GIVEN RECORDS:
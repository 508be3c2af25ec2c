//! Structural validation of composed query candidates.
//!
//! Checks run in a fixed order and stop at the first failure; the failure
//! message is fed back to the collaborator verbatim, so messages name the
//! offending value and what would have been accepted.
//!
//! Validation is purely structural. It never judges whether a filter value
//! is plausible, only whether the referenced entities and columns exist and
//! are eligible for the role they are used in.

use std::collections::HashSet;
use std::sync::Arc;

use thiserror::Error;

use crate::catalog::EntitySchemaRegistry;
use crate::query::{FilterNode, QueryCandidate, SortSpec, StructuredQuery};

#[derive(Debug, Clone, Error, PartialEq)]
#[error("{0}")]
pub struct ValidationError(pub String);

const DIRECTIONS: [&str; 2] = ["asc", "desc"];

pub struct QueryValidator {
    registry: Arc<EntitySchemaRegistry>,
}

impl QueryValidator {
    pub fn new(registry: Arc<EntitySchemaRegistry>) -> Self {
        Self { registry }
    }

    pub fn validate_candidate(&self, candidate: &QueryCandidate) -> Result<(), ValidationError> {
        self.validate_parts(
            Some(&candidate.filters),
            Some(candidate.summarize_by.as_str()),
            candidate.sort_by.as_ref(),
            Some(&candidate.return_columns),
        )
    }

    pub fn validate_query(&self, query: &StructuredQuery) -> Result<(), ValidationError> {
        self.validate_parts(
            query.filters.as_deref(),
            query.summarize_by.as_deref(),
            query.sort_by.as_ref(),
            query.return_columns.as_deref(),
        )
    }

    /// Validate any subset of the query sections. Absent sections pass.
    pub fn validate_parts(
        &self,
        filters: Option<&[FilterNode]>,
        summarize_by: Option<&str>,
        sort_by: Option<&SortSpec>,
        return_columns: Option<&[String]>,
    ) -> Result<(), ValidationError> {
        if let Some(filters) = filters {
            self.check_filters(filters)?;
        }
        if let Some(target) = summarize_by {
            self.check_summarize_by(target)?;
        }
        if let Some(sort) = sort_by {
            self.check_sort_by(sort, summarize_by)?;
        }
        if let Some(columns) = return_columns {
            self.check_return_columns(columns, summarize_by)?;
        }
        Ok(())
    }

    fn check_filters(&self, filters: &[FilterNode]) -> Result<(), ValidationError> {
        let known_ids: HashSet<&str> = filters.iter().map(FilterNode::id).collect();

        for node in filters {
            let kind = node.subject_entity();
            let Some(schema) = self.registry.get(kind) else {
                return Err(ValidationError(format!(
                    "'{kind}' is not a valid subjectEntity"
                )));
            };

            match node {
                FilterNode::Branch { id, children, .. } => {
                    for child in children {
                        if !known_ids.contains(child.as_str()) {
                            return Err(ValidationError(format!(
                                "branch '{id}' references '{child}' which is not in the filters list"
                            )));
                        }
                    }
                }
                FilterNode::Leaf { column_id, .. } => {
                    if let Some(column) = column_id.as_deref() {
                        if !column.is_empty() && !schema.is_filterable(column) {
                            return Err(ValidationError(format!(
                                "'{column}' is not a filterable column for {kind}"
                            )));
                        }
                    }
                }
            }
        }
        Ok(())
    }

    fn check_summarize_by(&self, target: &str) -> Result<(), ValidationError> {
        if target.is_empty() || target == "all" || self.registry.contains(target) {
            Ok(())
        } else {
            Err(ValidationError(format!(
                "'{target}' is not a valid summarize_by entity"
            )))
        }
    }

    /// Sort and return columns are judged against the aggregation target,
    /// or against works when there is no aggregation.
    fn target_kind<'a>(&self, summarize_by: Option<&'a str>) -> &'a str {
        match summarize_by {
            Some(target) if !target.is_empty() && target != "all" => target,
            _ => "works",
        }
    }

    fn check_sort_by(
        &self,
        sort: &SortSpec,
        summarize_by: Option<&str>,
    ) -> Result<(), ValidationError> {
        let kind = self.target_kind(summarize_by);
        let Some(schema) = self.registry.get(kind) else {
            return Err(ValidationError(format!(
                "'{kind}' is not a valid subjectEntity"
            )));
        };
        if !schema.is_sortable(&sort.column_id) {
            return Err(ValidationError(format!(
                "'{}' is not a sortable column for {kind}",
                sort.column_id
            )));
        }
        if !DIRECTIONS.contains(&sort.direction.as_str()) {
            return Err(ValidationError(format!(
                "'{}' is not a valid sort direction, must be 'asc' or 'desc'",
                sort.direction
            )));
        }
        Ok(())
    }

    fn check_return_columns(
        &self,
        columns: &[String],
        summarize_by: Option<&str>,
    ) -> Result<(), ValidationError> {
        let kind = self.target_kind(summarize_by);
        let Some(schema) = self.registry.get(kind) else {
            return Err(ValidationError(format!(
                "'{kind}' is not a valid subjectEntity"
            )));
        };
        for column in columns {
            if !schema.is_returnable(column) {
                return Err(ValidationError(format!(
                    "'{column}' is not a valid return column for {kind}"
                )));
            }
        }
        Ok(())
    }
}

#[cfg(test)]
mod tests {
    use super::*;
    use crate::catalog::EntitySchema;
    use indexmap::IndexMap;
    use serde_json::json;

    fn fixture_validator() -> QueryValidator {
        let mut works = EntitySchema::default();
        for col in ["publication_year", "authorships.institutions.id", "cited_by_count"] {
            works.columns.insert(col.to_string(), String::new());
            works.filterable_columns.push(col.to_string());
            works.returnable_columns.push(col.to_string());
        }
        works.sortable_columns.push("cited_by_count".to_string());

        let mut institutions = EntitySchema {
            requires_resolution: true,
            ..Default::default()
        };
        for col in ["display_name", "count"] {
            institutions.columns.insert(col.to_string(), String::new());
            institutions.filterable_columns.push(col.to_string());
            institutions.returnable_columns.push(col.to_string());
        }
        institutions.sortable_columns.push("count".to_string());

        let mut entities = IndexMap::new();
        entities.insert("works".to_string(), works);
        entities.insert("institutions".to_string(), institutions);
        QueryValidator::new(Arc::new(EntitySchemaRegistry::from_entities(entities)))
    }

    fn leaf(id: &str, column: &str) -> FilterNode {
        FilterNode::Leaf {
            id: id.to_string(),
            subject_entity: "works".to_string(),
            column_id: Some(column.to_string()),
            operator: Some("is".to_string()),
            value: Some(json!("2023")),
        }
    }

    fn branch(id: &str, children: &[&str]) -> FilterNode {
        FilterNode::Branch {
            id: id.to_string(),
            subject_entity: "works".to_string(),
            operator: "and".to_string(),
            children: children.iter().map(|c| c.to_string()).collect(),
        }
    }

    #[test]
    fn accepts_a_well_formed_filter_tree() {
        let validator = fixture_validator();
        let filters = vec![branch("branch_work", &["leaf_1"]), leaf("leaf_1", "publication_year")];
        assert!(validator.validate_parts(Some(&filters), None, None, None).is_ok());
    }

    #[test]
    fn rejects_unknown_subject_entity() {
        let validator = fixture_validator();
        let filters = vec![FilterNode::Branch {
            id: "branch_concept".to_string(),
            subject_entity: "concepts".to_string(),
            operator: "and".to_string(),
            children: vec![],
        }];
        let err = validator
            .validate_parts(Some(&filters), None, None, None)
            .unwrap_err();
        assert_eq!(err.0, "'concepts' is not a valid subjectEntity");
    }

    #[test]
    fn rejects_dangling_branch_children() {
        let validator = fixture_validator();
        let filters = vec![branch("branch_work", &["leaf_missing"])];
        let err = validator
            .validate_parts(Some(&filters), None, None, None)
            .unwrap_err();
        assert!(err.0.contains("leaf_missing"));
    }

    #[test]
    fn rejects_unfilterable_leaf_column() {
        let validator = fixture_validator();
        let filters = vec![leaf("leaf_1", "not_a_column")];
        let err = validator
            .validate_parts(Some(&filters), None, None, None)
            .unwrap_err();
        assert_eq!(err.0, "'not_a_column' is not a filterable column for works");
    }

    #[test]
    fn empty_leaf_column_passes() {
        let validator = fixture_validator();
        let filters = vec![FilterNode::Leaf {
            id: "leaf_1".to_string(),
            subject_entity: "works".to_string(),
            column_id: None,
            operator: None,
            value: None,
        }];
        assert!(validator.validate_parts(Some(&filters), None, None, None).is_ok());
    }

    #[test]
    fn summarize_by_accepts_empty_all_and_known_kinds() {
        let validator = fixture_validator();
        for target in ["", "all", "institutions"] {
            assert!(validator.validate_parts(None, Some(target), None, None).is_ok());
        }
        let err = validator
            .validate_parts(None, Some("concepts"), None, None)
            .unwrap_err();
        assert_eq!(err.0, "'concepts' is not a valid summarize_by entity");
    }

    #[test]
    fn sort_column_is_judged_against_the_aggregation_target() {
        let validator = fixture_validator();
        let sort = SortSpec {
            column_id: "count".to_string(),
            direction: "desc".to_string(),
        };
        // count is sortable on institutions, not on works.
        assert!(validator
            .validate_parts(None, Some("institutions"), Some(&sort), None)
            .is_ok());
        let err = validator
            .validate_parts(None, None, Some(&sort), None)
            .unwrap_err();
        assert_eq!(err.0, "'count' is not a sortable column for works");
    }

    #[test]
    fn rejects_bad_sort_direction() {
        let validator = fixture_validator();
        let sort = SortSpec {
            column_id: "cited_by_count".to_string(),
            direction: "down".to_string(),
        };
        let err = validator
            .validate_parts(None, None, Some(&sort), None)
            .unwrap_err();
        assert!(err.0.contains("'down'"));
    }

    #[test]
    fn return_columns_are_judged_against_the_aggregation_target() {
        let validator = fixture_validator();
        let columns = vec!["display_name".to_string(), "count".to_string()];
        assert!(validator
            .validate_parts(None, Some("institutions"), None, Some(&columns))
            .is_ok());
        let err = validator
            .validate_parts(None, Some(""), None, Some(&columns))
            .unwrap_err();
        assert_eq!(err.0, "'display_name' is not a valid return column for works");
    }
}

WHAT THE EXERCISE ASKS: As the answer, set down only the lines from the data above between the one holding "if let Some(filters)" and the one holding "fn check_filters(&self, filters: &[FilterNode])", inclusive, exactly as they read.

YOUR RESPONSE:
        if let Some(filters) = filters {
            self.check_filters(filters)?;
        }
        if let Some(target) = summarize_by {
            self.check_summarize_by(target)?;
        }
        if let Some(sort) = sort_by {
            self.check_sort_by(sort, summarize_by)?;
        }
        if let Some(columns) = return_columns {
            self.check_return_columns(columns, summarize_by)?;
        }
        Ok(())
    }

    fn check_filters(&self, filters: &[FilterNode]) -> Result<(), ValidationError> {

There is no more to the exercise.